Data excerpts
◆ ◆ ◆ ◆ ◆
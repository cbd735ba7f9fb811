//! Reduced row echelon form.
//!
//! The pivot of a column is always the topmost nonzero entry among the rows
//! that do not hold a pivot yet; there is no magnitude-based pivoting. An
//! entry counts as zero only if it is exactly zero, so near-zero pivots and
//! cancellation error are carried through unchanged.
//!
//! Two strategies compute the same values:
//! - [`Strategy::Iterative`] works in place on the flat buffer and keeps an
//!   explicit list of pivots between the forward and the backward pass.
//! - [`Strategy::Recursive`] recurses on copies of ever smaller sub-matrices,
//!   one level per pivot or run of free columns on the way forward and one per
//!   row on the way back.

use crate::error::Result;
use crate::matrix::matrix::Matrix;
use crate::matrix::matrix_dense::{DenseElement, MatrixDense};
use crate::rref::{iterative, recursive};

/// Where a pivot was found and the raw value its row was divided by.
#[derive(Debug, Clone, Copy, PartialEq)]
pub struct Pivot<T> {
    pub row: usize,
    pub col: usize,
    pub value: T,
}

#[derive(Debug, Clone, Copy, PartialEq, Eq, Default)]
pub enum Strategy {
    #[default]
    Iterative,
    Recursive,
}

#[derive(Debug, Clone, Default)]
pub struct RrefOptions {
    pub strategy: Strategy,
    /// Moves all-zero rows below the nonzero ones, keeping both groups in
    /// order. Off by default: the elimination itself makes no promise about
    /// where zero rows end up.
    pub sort_zero_rows: bool,
}

impl RrefOptions {
    pub fn new() -> Self {
        Self::default()
    }

    pub fn strategy(mut self, strategy: Strategy) -> Self {
        self.strategy = strategy;
        self
    }

    pub fn sort_zero_rows(mut self, sort_zero_rows: bool) -> Self {
        self.sort_zero_rows = sort_zero_rows;
        self
    }
}

/// Reduced row echelon form of `matrix`, same dimensions.
pub fn rref<T: DenseElement>(matrix: MatrixDense<T>) -> MatrixDense<T> {
    let (rows, cols) = matrix.shape();
    let (reduced, pivots) = iterative::rref(matrix);
    log::debug!("rref {rows}x{cols}: rank {}", pivots.len());
    reduced
}

/// Reduced row echelon form of a list of rows. Rows of different lengths are
/// rejected with `RrefError::InvalidInput`.
pub fn rref_rows<T: DenseElement>(rows: Vec<Vec<T>>) -> Result<Vec<Vec<T>>> {
    Ok(rref(MatrixDense::from_list(rows)?).to_list())
}

pub fn rref_with<T: DenseElement>(
    matrix: MatrixDense<T>,
    options: &RrefOptions,
) -> Result<MatrixDense<T>> {
    let (rows, cols) = matrix.shape();

    let mut reduced = match options.strategy {
        Strategy::Iterative => iterative::rref(matrix).0,
        Strategy::Recursive => {
            let lines = recursive::rref(matrix.to_list())?;
            MatrixDense {
                rows,
                cols,
                cells: lines.into_iter().flatten().collect(),
            }
        }
    };

    if options.sort_zero_rows {
        move_zero_rows_to_bottom(&mut reduced);
    }

    log::debug!(
        "rref {rows}x{cols} ({:?}): rank {}",
        options.strategy,
        (0..rows).filter(|&r| !reduced.is_zero_row(r)).count()
    );
    Ok(reduced)
}

/// Stable partition of the rows: nonzero rows first, then all-zero rows.
pub fn move_zero_rows_to_bottom<T: DenseElement>(mat: &mut MatrixDense<T>) {
    let mut next = 0;
    for r in 0..mat.rows {
        if !mat.is_zero_row(r) {
            mat.move_row_up(r, next);
            next += 1;
        }
    }
}

// --------------------------------------------------
//                      TESTS
// --------------------------------------------------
◆ ◆ ◆ ◆ ◆
§ **WORK ORDER**:
Every record above is to be transcribed exactly as written.

§ **SOLUTION TO THE EXERCISE**:
repository cbd735ba7f9fb811
//! Reduced row echelon form.
//!
//! The pivot of a column is always the topmost nonzero entry among the rows
//! that do not hold a pivot yet; there is no magnitude-based pivoting. An
//! entry counts as zero only if it is exactly zero, so near-zero pivots and
//! cancellation error are carried through unchanged.
//!
//! Two strategies compute the same values:
//! - [`Strategy::Iterative`] works in place on the flat buffer and keeps an
//!   explicit list of pivots between the forward and the backward pass.
//! - [`Strategy::Recursive`] recurses on copies of ever smaller sub-matrices,
//!   one level per pivot or run of free columns on the way forward and one per
//!   row on the way back.

use crate::error::Result;
use crate::matrix::matrix::Matrix;
use crate::matrix::matrix_dense::{DenseElement, MatrixDense};
use crate::rref::{iterative, recursive};

/// Where a pivot was found and the raw value its row was divided by.
#[derive(Debug, Clone, Copy, PartialEq)]
pub struct Pivot<T> {
    pub row: usize,
    pub col: usize,
    pub value: T,
}

#[derive(Debug, Clone, Copy, PartialEq, Eq, Default)]
pub enum Strategy {
    #[default]
    Iterative,
    Recursive,
}

#[derive(Debug, Clone, Default)]
pub struct RrefOptions {
    pub strategy: Strategy,
    /// Moves all-zero rows below the nonzero ones, keeping both groups in
    /// order. Off by default: the elimination itself makes no promise about
    /// where zero rows end up.
    pub sort_zero_rows: bool,
}

impl RrefOptions {
    pub fn new() -> Self {
        Self::default()
    }

    pub fn strategy(mut self, strategy: Strategy) -> Self {
        self.strategy = strategy;
        self
    }

    pub fn sort_zero_rows(mut self, sort_zero_rows: bool) -> Self {
        self.sort_zero_rows = sort_zero_rows;
        self
    }
}

/// Reduced row echelon form of `matrix`, same dimensions.
pub fn rref<T: DenseElement>(matrix: MatrixDense<T>) -> MatrixDense<T> {
    let (rows, cols) = matrix.shape();
    let (reduced, pivots) = iterative::rref(matrix);
    log::debug!("rref {rows}x{cols}: rank {}", pivots.len());
    reduced
}

/// Reduced row echelon form of a list of rows. Rows of different lengths are
/// rejected with `RrefError::InvalidInput`.
pub fn rref_rows<T: DenseElement>(rows: Vec<Vec<T>>) -> Result<Vec<Vec<T>>> {
    Ok(rref(MatrixDense::from_list(rows)?).to_list())
}

pub fn rref_with<T: DenseElement>(
    matrix: MatrixDense<T>,
    options: &RrefOptions,
) -> Result<MatrixDense<T>> {
    let (rows, cols) = matrix.shape();

    let mut reduced = match options.strategy {
        Strategy::Iterative => iterative::rref(matrix).0,
        Strategy::Recursive => {
            let lines = recursive::rref(matrix.to_list())?;
            MatrixDense {
                rows,
                cols,
                cells: lines.into_iter().flatten().collect(),
            }
        }
    };

    if options.sort_zero_rows {
        move_zero_rows_to_bottom(&mut reduced);
    }

    log::debug!(
        "rref {rows}x{cols} ({:?}): rank {}",
        options.strategy,
        (0..rows).filter(|&r| !reduced.is_zero_row(r)).count()
    );
    Ok(reduced)
}

/// Stable partition of the rows: nonzero rows first, then all-zero rows.
pub fn move_zero_rows_to_bottom<T: DenseElement>(mat: &mut MatrixDense<T>) {
    let mut next = 0;
    for r in 0..mat.rows {
        if !mat.is_zero_row(r) {
            mat.move_row_up(r, next);
            next += 1;
        }
    }
}

// --------------------------------------------------
//                      TESTS
// --------------------------------------------------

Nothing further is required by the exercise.